Paru dans les Cahiers
Pédagogiques, n° 311, février 1993.
" Est-ce que j’ai le
droit de lui rendre ? "
Stage Mafpen
dans un collège de banlieue : les collègues stagiaires écoutent la
discussion que j’anime dans une classe de sixième. Les enfants parlent du
quotidien de l’école, quand, soudain, urgente, imprévisible, la question
surgit : " M’sieur, si un prof me tape dessus, est-ce que
j’ai le droit de lui rendre ? " Une seconde de réflexion
et : " Non, tu n’as pas le droit. " Le gamin se
récrie : " Mais... il me tape dessus ! Il a pas le
droit ! – Oui. Il n’a pas le droit. Et donc tu n’as pas le droit non plus.
Si, quand je conduis ma voiture, arrêté à un feu rouge, un imbécile brûle le
feu à côté de moi, cela ne m’autorise pas à en faire autant. – ... Mais alors
qu’est-ce que je peux faire ? – Eh bien il faut savoir si, dans ton
collège, il existe des moyens pour que tu puisses porter plainte, enfin...
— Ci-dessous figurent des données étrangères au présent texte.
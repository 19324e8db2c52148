//! Sentinel-Delimited Framing
//!
//! Pipes and Unix sockets are byte streams: one write on the caller's side
//! may arrive as several reads here, and several writes may arrive as one.
//! Every message on the wire is therefore terminated by a fixed sentinel.
//!
//! ## Wire Format
//!
//! ```text
//! READY<END>
//! x = 5; x * 2<END>
//! x = 510<END>
//! ```
//!
//! ## How Decoding Works
//!
//! `FrameCodec` keeps an accumulation buffer for the lifetime of a session.
//! Incoming chunks are appended and scanned for the sentinel:
//!
//! 1. Only bytes that arrived since the last scan are examined, together with
//!    the `SENTINEL.len() - 1` bytes in front of them (a sentinel can be split
//!    across two reads). Per-chunk cost stays proportional to the chunk.
//! 2. When a sentinel is found the payload before it is split off as one
//!    frame. Anything after it stays buffered for the next frame.
//! 3. A timed-out decode keeps the partial frame, so a later decode can
//!    finish it.
//!
//! ## Limitation
//!
//! A payload that itself contains `<END>` is cut short at that point. The
//! sentinel format is kept for compatibility with existing callers.

use crate::transport::{Duplex, TransportError, POLL_INTERVAL};
use bytes::{Buf, Bytes, BytesMut};
use std::time::Duration;
use thiserror::Error;
use tokio::time::Instant;
use tracing::trace;

/// Marks the end of every frame on the wire.
pub const SENTINEL: &[u8] = b"<END>";

/// Largest payload accepted before a sentinel must have been seen (16 MB).
pub const DEFAULT_MAX_FRAME_SIZE: usize = 16 * 1024 * 1024;

/// Initial accumulation buffer capacity
const INITIAL_BUFFER_SIZE: usize = 4096;

/// Errors that can occur while decoding a frame.
#[derive(Debug, Error)]
pub enum FrameError {
    /// The sentinel did not arrive within the decode budget
    #[error("timed out waiting for a complete frame")]
    TimedOut,

    /// Too many bytes buffered without a sentinel
    #[error("frame too large: {size} bytes without a sentinel (max: {max})")]
    FrameTooLarge { size: usize, max: usize },

    /// The underlying transport failed
    #[error(transparent)]
    Transport(#[from] TransportError),
}

/// Encodes a payload as a frame: `payload + SENTINEL`.
///
/// # Example
///
/// ```
/// use evalpipe::protocol::frame::encode;
///
/// assert_eq!(&encode(b"GO_AHEAD")[..], b"GO_AHEAD<END>");
/// ```
pub fn encode(payload: &[u8]) -> Bytes {
    let mut buf = BytesMut::with_capacity(payload.len() + SENTINEL.len());
    buf.extend_from_slice(payload);
    buf.extend_from_slice(SENTINEL);
    buf.freeze()
}

/// Returns true if `payload` could not survive framing intact.
pub fn contains_sentinel(payload: &[u8]) -> bool {
    find_sentinel(payload).is_some()
}

/// Incremental decoder for sentinel-delimited frames.
#[derive(Debug)]
pub struct FrameCodec {
    /// Bytes received but not yet returned as a frame
    buffer: BytesMut,

    /// Prefix of `buffer` already known to hold no sentinel start
    scanned: usize,

    /// Upper bound on an unterminated frame
    max_frame_size: usize,
}

impl Default for FrameCodec {
    fn default() -> Self {
        Self::new()
    }
}

impl FrameCodec {
    /// Creates a codec with the default frame size limit.
    pub fn new() -> Self {
        Self::with_max_frame_size(DEFAULT_MAX_FRAME_SIZE)
    }

    /// Creates a codec that rejects frames larger than `max_frame_size`.
    pub fn with_max_frame_size(max_frame_size: usize) -> Self {
        Self {
            buffer: BytesMut::with_capacity(INITIAL_BUFFER_SIZE),
            scanned: 0,
            max_frame_size,
        }
    }

    /// Appends a freshly received chunk.
    pub fn push(&mut self, chunk: &[u8]) {
        self.buffer.extend_from_slice(chunk);
    }

    /// Pops the first complete frame, if one is buffered.
    ///
    /// # Returns
    ///
    /// - `Ok(Some(payload))` - A frame was complete, sentinel stripped
    /// - `Ok(None)` - No sentinel yet, need more data
    /// - `Err(FrameTooLarge)` - The unterminated frame exceeds the limit
    pub fn next_frame(&mut self) -> Result<Option<Bytes>, FrameError> {
        // Rescan the seam in case the sentinel straddles two chunks
        let start = self.scanned.saturating_sub(SENTINEL.len() - 1);

        match find_sentinel(&self.buffer[start..]) {
            Some(pos) => {
                let frame = self.buffer.split_to(start + pos).freeze();
                self.buffer.advance(SENTINEL.len());
                self.scanned = 0;
                trace!(
                    bytes = frame.len(),
                    remaining = self.buffer.len(),
                    "Decoded frame"
                );
                Ok(Some(frame))
            }
            None => {
                self.scanned = self.buffer.len();
                if self.buffer.len() > self.max_frame_size {
                    return Err(FrameError::FrameTooLarge {
                        size: self.buffer.len(),
                        max: self.max_frame_size,
                    });
                }
                Ok(None)
            }
        }
    }

    /// Bytes buffered that do not yet form a complete frame.
    pub fn pending(&self) -> &[u8] {
        &self.buffer
    }

    /// Removes and returns everything buffered.
    pub fn take_pending(&mut self) -> Bytes {
        self.scanned = 0;
        self.buffer.split().freeze()
    }

    /// Discards everything buffered.
    pub fn clear(&mut self) {
        self.buffer.clear();
        self.scanned = 0;
    }

    /// Reads until a complete frame is available, with no time limit.
    ///
    /// A short read just means nothing more is available right now; the
    /// loop keeps reading until the sentinel shows up or the peer fails.
    pub async fn decode_blocking<D: Duplex>(&mut self, duplex: &D) -> Result<Bytes, FrameError> {
        loop {
            if let Some(frame) = self.next_frame()? {
                return Ok(frame);
            }

            let chunk = duplex.read().await?;
            trace!(bytes = chunk.len(), buffered = self.buffer.len(), "Read chunk");
            self.push(&chunk);
        }
    }

    /// Reads until a complete frame is available or `budget` runs out.
    ///
    /// The budget covers the whole decode, not each read.
    pub async fn decode_timed<D: Duplex>(
        &mut self,
        duplex: &D,
        budget: Duration,
    ) -> Result<Bytes, FrameError> {
        let deadline = Instant::now() + budget;

        loop {
            if let Some(frame) = self.next_frame()? {
                return Ok(frame);
            }

            let remaining = deadline.saturating_duration_since(Instant::now());
            if remaining.is_zero() {
                return Err(FrameError::TimedOut);
            }

            match duplex.read_timed(remaining).await {
                Ok(chunk) => {
                    trace!(bytes = chunk.len(), buffered = self.buffer.len(), "Read chunk");
                    self.push(&chunk);
                }
                Err(TransportError::TimedOut) => return Err(FrameError::TimedOut),
                Err(e) if e.is_transient() => {
                    trace!(error = %e, "Transient read failure, polling again");
                    tokio::time::sleep(POLL_INTERVAL.min(remaining)).await;
                }
                Err(e) => return Err(e.into()),
            }
        }
    }
}

/// Finds the first occurrence of the sentinel in `buf`.
#[inline]
fn find_sentinel(buf: &[u8]) -> Option<usize> {
    buf.windows(SENTINEL.len()).position(|window| window == SENTINEL)
}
l’équivalent de " porter plainte ". – Mais le prof il a
toujours raison ! – Non. Et tu ne peux grandir qu’en découvrant que les
adultes peuvent se tromper. Bien entendu, si un professeur te frappe, c’est
probablement parce que tu l’as cherché, non ? Il a perdu, momentanément,
son sang-froid. On peut expliquer pourquoi. Alors, c’est vrai qu’une
explication n’est pas une justification. Mais tu peux peut-être quand
même, après coup, comprendre ce qui s’est passé. Et une fois le calme revenu,
tu peux, peut-être, essayer de faire comprendre au prof qu’il aurait pu s’y
prendre autrement. Mais... attends: si tu poses cette question, c’est que cela
t’es déjà arrivé, non ? – ... – Et si cela t’es arrivé, c’est peut-être
que tu étais en tort et alors, tu ne peux protester contre le professeur qu’à
la condition de reconnaître aussi tes propres torts, non ? – Euh... "
Le problème
n’est pas que, dans notre travail quotidien d’enseignants affrontés trois ou
six heures par jour à des groupes plus ou moins agités, apathiques,
indifférents ou carrément violents, nous soyons portés parfois à des gestes de
colère inconsidérés. Le problème n’est pas dans la transgression de la loi, il
est dans sa négation. Or, trop souvent, nous ne reconnaissons pas nos torts,
tout en exigeant que l’autre reconnaisse les siens : " Celle-là,
tu ne l’as pas volée ! ". Qu’une claque parte toute seule,
soit. À condition que l’excuse vienne ensuite, sang-froid recouvré. Qu’une
place soit redonnée, le plus rapidement possible, à une parole de réparation
réciproque. Que des procédures précises existent qui permettent de re-instituer
la loi. Les enfants savent bien que les adultes ne sont pas
" parfaits "...
Il n’y a pas
que la paire de claques : le fait de ne pas savoir lire et écrire à douze
ans ne relève pas du Code pénal, où l’analphabétisme n’est répertorié
nulle part ; en revanche, il existe des articles (de ce même Code pénal)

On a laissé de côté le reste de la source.